NOW, THEREFORE, in consideration of the mutual covenants,
representations,
warranties and agreements herein contained, the parties hereto
agree as follows:
ARTICLE I
DEFINITIONS
The terms set forth below in this Article I shall have the
meanings
ascribed to them below or in the part of this Contribution
Agreement referred to
below:
"Affiliate" shall have the meaning ascribed to such term in Rule
12b-2 of
the general rules and regulations under the Securities Exchange
Act of 1934, as
in effect on the date of this Contribution Agreement.
"Board" means the board of directors of SWSI.
"Bradford GP" has the meaning set forth in the introductory
paragraph
hereto.
"Bradford Limited Partners" has the meaning set forth in the
introductory
paragraph hereto.
"Bradford Ltd." has the meaning set forth in the introductory
paragraph
hereto.
"Bradford Partners" has the meaning set forth in the
introductory
paragraph hereto.
"Bradford Partnership Agreement" means the agreement of
limited
partnership of Bradford Ltd., dated as of May 1, 1997, as
amended.
"Business Day" means any day other than a Saturday, a Sunday or
any other
day when banks are not open for business generally in the
Commonwealth of
Pennsylvania.
"Closing" has the meaning set forth in Section 3.1.

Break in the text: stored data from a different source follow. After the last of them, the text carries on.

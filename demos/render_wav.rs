//! Render a short organ tune to a WAV file.
//!
//! Usage: `cargo run --example render_wav [path]` (default `tune.wav`).

use std::error::Error;
use std::f64::consts::PI;
use tonegraph::dsl::{function_wave, piecewise_over, Patch, Signal};
use tonegraph::note::{A, B, C, D, E, F, G};
use tonegraph::units::{Frequency, UnitExt};
use tonegraph::wav;
use tonegraph::RenderConfig;

fn organ(phase: f64) -> f64 {
    0.4 * ((phase * 2.0 * PI).sin() + (phase * 4.0 * PI).sin() + (phase * 8.0 * PI).sin())
}

fn approx_square(phase: f64) -> f64 {
    (phase * 2.0 * PI).sin() + (phase * 6.0 * PI).sin() / 3.0 + (phase * 10.0 * PI).sin() / 5.0
}

fn tune() -> Result<Signal, Box<dyn Error>> {
    let melody: [Frequency; 24] = [
        E.at(5.0), D.at(5.0), F.sharp_at(4.0), F.sharp_at(4.0), G.sharp_at(4.0), G.sharp_at(4.0),
        C.sharp_at(5.0), B.at(4.0), D.at(4.0), D.at(4.0), E.at(4.0), E.at(4.0),
        B.at(4.0), A.at(4.0), C.sharp_at(4.0), C.sharp_at(4.0), E.at(4.0), E.at(4.0),
        A.at(4.0), A.at(4.0), A.at(4.0), A.at(4.0), A.at(4.0), A.at(4.0),
    ];
    let harmony = [B.at(2.0), E.at(3.0), A.at(2.0), A.at(2.0)];

    let lead = function_wave(piecewise_over(3.0.sec(), melody)?, organ);
    let bass = function_wave(piecewise_over(3.0.sec(), harmony)?, approx_square);
    Ok(0.5 * lead + 0.25 * bass)
}

fn main() -> Result<(), Box<dyn Error>> {
    let path = std::env::args().nth(1).unwrap_or_else(|| "tune.wav".to_string());
    let config = RenderConfig::with_duration(3.0.sec());

    let mut patch = Patch::compile(&tune()?)?;
    let samples = patch.samples(config.sample_rate, config.duration)?;
    wav::write_file(&path, samples, config.sample_rate)?;

    println!(
        "wrote {} samples at {} to {path}",
        config.sample_count()?,
        config.sample_rate
    );
    Ok(())
}
//! Invariant checks with an optional record of which ones fired.
//!
//! With the `ppt` feature every passing [`assert_invariant`] is remembered,
//! so integration tests can call [`contract_test`] to prove an operation
//! really checked what it claims to. Checks run at construction, reset and
//! export setup, never inside the per-sample advance path.

#[cfg(feature = "ppt")]
use lazy_static::lazy_static;
#[cfg(feature = "ppt")]
use std::collections::HashSet;
#[cfg(feature = "ppt")]
use std::sync::{Mutex, MutexGuard};

/// Children always precede their parent in the arena.
pub const GRAPH_ACYCLIC: u32 = 1;
/// A node's child count matches its type.
pub const GRAPH_ARITY: u32 = 2;
/// A plan lists each reachable node once, root last.
pub const PLAN_REACHABLE_ONCE: u32 = 3;
/// Reset leaves every reachable generation at zero.
pub const RESET_COMPLETE: u32 = 4;
/// Patch compilation makes one node per distinct signal.
pub const PATCH_SHARES_IDENTICAL: u32 = 5;
/// A sample sequence starts from a freshly reset root.
pub const EXPORT_STARTS_RESET: u32 = 6;
/// Encoded WAV length equals header plus sample data.
pub const WAV_SIZES_CONSISTENT: u32 = 7;
/// Each reachable node advanced exactly once in a tick.
pub const TICK_SINGLE_ADVANCE: u32 = 8;

fn failure(id: u32, message: &str, context: Option<&str>) -> String {
    match context {
        Some(ctx) => format!("Invariant {id} failed: {message} (context: {ctx})"),
        None => format!("Invariant {id} failed: {message}"),
    }
}

#[cfg(feature = "ppt")]
lazy_static! {
    static ref ASSERTED: Mutex<HashSet<u32>> = Mutex::new(HashSet::new());
}

#[cfg(feature = "ppt")]
fn asserted() -> MutexGuard<'static, HashSet<u32>> {
    // A panicking test must not hide the log from the others.
    ASSERTED.lock().unwrap_or_else(|poisoned| poisoned.into_inner())
}

/// Panic with a diagnostic if `condition` is false; otherwise record `id`.
pub fn assert_invariant(id: u32, condition: bool, message: &str, context: Option<&str>) {
    if !condition {
        let report = failure(id, message, context);
        eprintln!("{report}");
        panic!("{report}");
    }
    record(id);
}

#[cfg(feature = "ppt")]
fn record(id: u32) {
    asserted().insert(id);
}

#[cfg(not(feature = "ppt"))]
fn record(_id: u32) {}

/// Panic unless every id in `required` has been asserted in this process.
#[cfg(feature = "ppt")]
pub fn contract_test(test_name: &str, required: &[u32]) {
    let missing: Vec<u32> = {
        let log = asserted();
        required.iter().copied().filter(|id| !log.contains(id)).collect()
    };
    if !missing.is_empty() {
        panic!("Contract test '{test_name}' failed: invariants not enforced: {missing:?}");
    }
}

/// Without `ppt` nothing is recorded, so contracts always pass.
#[cfg(not(feature = "ppt"))]
pub fn contract_test(_test_name: &str, _required: &[u32]) {}

/// Forget everything recorded so far.
#[cfg(feature = "ppt")]
pub fn clear_invariant_log() {
    asserted().clear();
}

#[cfg(not(feature = "ppt"))]
pub fn clear_invariant_log() {}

"Closing Date" has the meaning set forth in Section 3.1.
"Code" means the Internal Revenue Code of 1986, as amended.
"Contribution Agreement" has the meaning set forth in the
introductory
paragraph hereto.
"Commission" means the U.S. Securities and Exchange
Commission.
"Delaware LLC Act" means the Limited Liability Company Act of
the State of
Delaware, as amended.
"DGCL" means the General Corporation Law of the State of
Delaware, as
amended.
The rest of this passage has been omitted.